I was born in Port Harcourt, Nigeria. Located in the southern end of the country. A very tiresome and non-imaginative place to be, especially if you should ever want to become a writer, or at least someone with a creative mindset. I was a loner growing up. I spent more time looking at what’s happening inside of me than of being concerned with wordly stuff. Got a knack for reading a lot of books because when you’re my kind of person, it’s about the only comfort in life you can get. I enjoyed reading poetry, and I started writing poems to help take the pain off my mind from the strife I witnessed around me. I always thought I was good, but reading works of T.S. Eliot, Wole Soyinka, e.e. cummings made me realize I was paddling the wrong boat. But writing has always stuck with me. It’s the last means of magic, to make words form into sentences, and those sentences create moving imagery in your mind like any Hollywood motion picture would is something phenomenal. However I will say that writing aside from being a gift is as well a curse. Matter of fact, all Art is a curse. It’s only how you wield it that matters.
What is the name of your latest book and what inspired it?
My latest book is titled ‘The Rabbit’s Man’. I wrote it ten years ago, at a time when I reckon I was too immature to even consider myself becoming a writer. I’d always been a fan of works by Graham Green and John LeCarre, and always loed their mature sense of story-telling. A German writer was the one who inspired me to write the novel. He wanted me to write something big, because at the time I mostly kept myself toward churning out short stories. He wanted me to write something about the political problems happening in my country, Nigeria. It was only good that I write something in this field, because there’s so much happening in the African continent that few people in the western world know about, unless it concerns ethnic and civil wars happening in troubled regions in the continent. I wanted my book to speak a truth, to say that there are stories to be told where I’m from. And they can be told in pretty much the same entertaining tone of voice that plenty of re-nowed writers in the west are known for telling.

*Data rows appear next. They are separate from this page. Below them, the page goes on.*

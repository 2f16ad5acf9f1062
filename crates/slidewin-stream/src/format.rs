//! Output line format shared by the consumers and the offline validator
//!
//! Every received value produces one line:
//!
//! ```text
//! Received 10 at 2024-01-01T00:00:00.000000000Z, Sum 10.
//! Received 20 at 2024-01-01T00:00:01.000000000Z, Median 15.0.
//! ```
use chrono::{DateTime, SecondsFormat, Utc};
use slidewin::{Aggregator, MedianAggregator, SumAggregator};

use crate::error::{Error, Result};

/// Aggregators whose results can be written to an output line
pub trait Render: Aggregator<Input = i64> {
    /// Label written in front of the aggregate
    const LABEL: &'static str;

    /// Formats an aggregate
    fn render(aggregate: &Self::Aggregate) -> String;
}

impl Render for SumAggregator {
    const LABEL: &'static str = "Sum";

    fn render(aggregate: &i64) -> String {
        aggregate.to_string()
    }
}

impl Render for MedianAggregator {
    const LABEL: &'static str = "Median";

    fn render(aggregate: &f64) -> String {
        format!("{aggregate:.1}")
    }
}

/// Formats a timestamp as RFC3339 with nanosecond precision
pub fn format_timestamp(at: &DateTime<Utc>) -> String {
    at.to_rfc3339_opts(SecondsFormat::Nanos, true)
}

/// Formats the output line for one received value, without a trailing newline
pub fn render_line<A: Render>(value: i64, at: &DateTime<Utc>, aggregate: &A::Aggregate) -> String {
    format!(
        "Received {value} at {}, {} {}.",
        format_timestamp(at),
        A::LABEL,
        A::render(aggregate)
    )
}

/// A parsed output line
#[derive(Debug, Clone, PartialEq)]
pub struct OutputLine {
    /// The received value
    pub value: i64,
    /// The timestamp used for the value
    pub at: DateTime<Utc>,
    /// The aggregate label (`Sum`, `Median`)
    pub label: String,
    /// The aggregate as written, e.g. `60` or `15.5`
    pub aggregate: String,
}

impl OutputLine {
    /// Parses the aggregate as an integer
    pub fn aggregate_i64(&self) -> Option<i64> {
        self.aggregate.parse().ok()
    }
    /// Parses the aggregate as a real number
    pub fn aggregate_f64(&self) -> Option<f64> {
        self.aggregate.parse().ok()
    }
}

/// Parses an output line
///
/// Accepts RFC3339 timestamps with any fractional precision and offset. `line` is the
/// 1-based line number reported in errors.
pub fn parse_line(text: &str, line: usize) -> Result<OutputLine> {
    let malformed = |reason: String| Error::MalformedLine { line, reason };

    let rest = text
        .trim_end()
        .strip_prefix("Received ")
        .and_then(|rest| rest.strip_suffix('.'))
        .ok_or_else(|| malformed(format!("expected a \"Received ... .\" line, but got {text:?}")))?;

    let (value, rest) = rest
        .split_once(" at ")
        .ok_or_else(|| malformed(format!("missing timestamp in {text:?}")))?;
    let (timestamp, rest) = rest
        .rsplit_once(", ")
        .ok_or_else(|| malformed(format!("missing aggregate in {text:?}")))?;
    let (label, aggregate) = rest
        .split_once(' ')
        .ok_or_else(|| malformed(format!("missing aggregate label in {text:?}")))?;

    let value = value
        .parse::<i64>()
        .map_err(|_| malformed(format!("expect number to be an integer, but got {value}")))?;
    let at = DateTime::parse_from_rfc3339(timestamp)
        .map_err(|_| malformed(format!("expect time to be an RFC3339 time, but got {timestamp}")))?
        .with_timezone(&Utc);
    if label.is_empty() || !label.chars().all(|c| c.is_alphanumeric() || c == '_') {
        return Err(malformed(format!("expect a word label, but got {label:?}")));
    }

    Ok(OutputLine {
        value,
        at,
        label: label.to_string(),
        aggregate: aggregate.to_string(),
    })
}
use crate::{
    aggregator::{median::MedianAggregator, sum::SumAggregator, Aggregator},
    range_nanos,
    store::WindowStore,
    Duration,
    Entry,
};

/// A sliding window over the SUM of its values
pub type SumWindow = SlidingWindow<SumAggregator>;
/// A sliding window over the MEDIAN of its values
pub type MedianWindow = SlidingWindow<MedianAggregator>;

/// A time-bounded sliding window that reports an aggregate for every received event
///
/// # How it works
///
/// Each call to [SlidingWindow::receive] first evicts entries from the front of the
/// [WindowStore] that are strictly older than the window range relative to the new event,
/// handing every evicted entry to the aggregator. The new entry is then admitted and the
/// aggregate over the retained entries is returned.
///
/// Events must be received with non-decreasing timestamps. Eviction inspects the front of
/// the store only, so a backdated event is neither rejected nor reordered; it simply stays
/// in the window until every entry in front of it has aged out.
///
/// ## Example
///
/// ```
/// use slidewin::{MedianWindow, NumericalDuration};
///
/// const SEC: u64 = 1_000_000_000;
/// let mut window = MedianWindow::new(5.seconds());
/// assert_eq!(window.receive(10, 0), 10.0);
/// assert_eq!(window.receive(20, SEC), 15.0);
/// assert_eq!(window.receive(30, 2 * SEC), 20.0);
/// ```
#[derive(Debug, Clone)]
pub struct SlidingWindow<A: Aggregator> {
    store: WindowStore<A::Input>,
    aggregator: A,
    range: Duration,
    range_ns: u64,
}

impl<A: Aggregator> SlidingWindow<A> {
    /// Creates a window with the given range and a default aggregator
    ///
    /// # Panics
    ///
    /// Panics if `range` is zero or negative.
    pub fn new(range: Duration) -> Self {
        Self::with_aggregator(range, A::default())
    }

    /// Creates a window with the given range and aggregator
    ///
    /// # Panics
    ///
    /// Panics if `range` is zero or negative or if the aggregator already covers entries.
    pub fn with_aggregator(range: Duration, aggregator: A) -> Self {
        assert!(
            aggregator.is_empty(),
            "Window aggregator must start without entries"
        );
        Self {
            store: WindowStore::new(),
            aggregator,
            range,
            range_ns: range_nanos(range),
        }
    }

    /// Returns the window range
    #[inline]
    pub fn range(&self) -> Duration {
        self.range
    }

    /// Returns the number of retained entries
    #[inline]
    pub fn len(&self) -> usize {
        self.store.len()
    }

    /// Returns `true` if the window holds no entries
    #[inline]
    pub fn is_empty(&self) -> bool {
        self.store.is_empty()
    }

    /// Returns a reference to the underlying store
    pub fn store(&self) -> &WindowStore<A::Input> {
        &self.store
    }

    /// Returns a reference to the aggregator
    pub fn aggregator(&self) -> &A {
        &self.aggregator
    }

    /// Evicts every entry strictly older than the range relative to `now`
    ///
    /// Returns the number of evicted entries. Calling this again with the same `now` is a
    /// no-op.
    pub fn evict(&mut self, now: u64) -> usize {
        let mut evicted = 0;
        for entry in self.store.evict_older_than(now, self.range_ns) {
            self.aggregator.evict(&entry);
            evicted += 1;
        }
        evicted
    }

    /// Receives a value observed at `now` and returns the aggregate over the window
    ///
    /// `now` is given in nanoseconds since unix epoch and is used both as the eviction
    /// reference and as the timestamp of the admitted entry.
    pub fn receive(&mut self, data: A::Input, now: u64) -> A::Aggregate {
        self.evict(now);

        let entry = Entry::new(data, now);
        self.aggregator.insert(&entry);
        self.store.admit(entry);

        match self.aggregator.query() {
            Some(aggregate) => aggregate,
            None => unreachable!("window holds the entry just admitted"),
        }
    }

    /// Returns the aggregate over the retained entries without evicting
    pub fn query(&self) -> Option<A::Aggregate> {
        self.aggregator.query()
    }
}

Do you have any unusual writing habits?
I usually don’t plot or make outlines of my stories. Most times I see myself as a voyeur. I like standing in the background watching my characters play their role like actors on stage. I merely direct them rather subtly to do whatever they’re supposed to do. However I do leave room for them to surprise me with their actions. I like to allow my characters room to breathe, but most especially, I don’t usually enjoy giving them historical back stories like most Nigerian writers are prone to do.
What authors, or books have influenced you?
James Baldwin’s ‘Go Tell it On the Mountain’; Wole Soyinka’s ‘Prison Notes: The Man Died’; John LeCarre’s ‘Tinker, Tailor, Soldier, Spy’ and ‘The Tailor of Panama’; Graham Green’s ‘Our Man in Havana’.
What are you working on now?
I’ve written and published numerous romance and erotic novels already. I’m currently editing another that’s a third episode. It involves a Black-American private investigator who travels to Nigeria in search of a missing young man and ends up getting involved with a ruthless militant army who dabble in white slavery. The work is titled, ‘The Story of Thaddeus Black Pt. 1’.
What is your best method or website when it comes to promoting your books?
I enjoy using Twitter and I do regularly showcase excerpts from my books in my various blogs.
Do you have any advice for new authors?
Read as much as you can, and also travel more. See more of the world. It helps to enhance a writer’s imagination.
What is the best advice you have ever heard?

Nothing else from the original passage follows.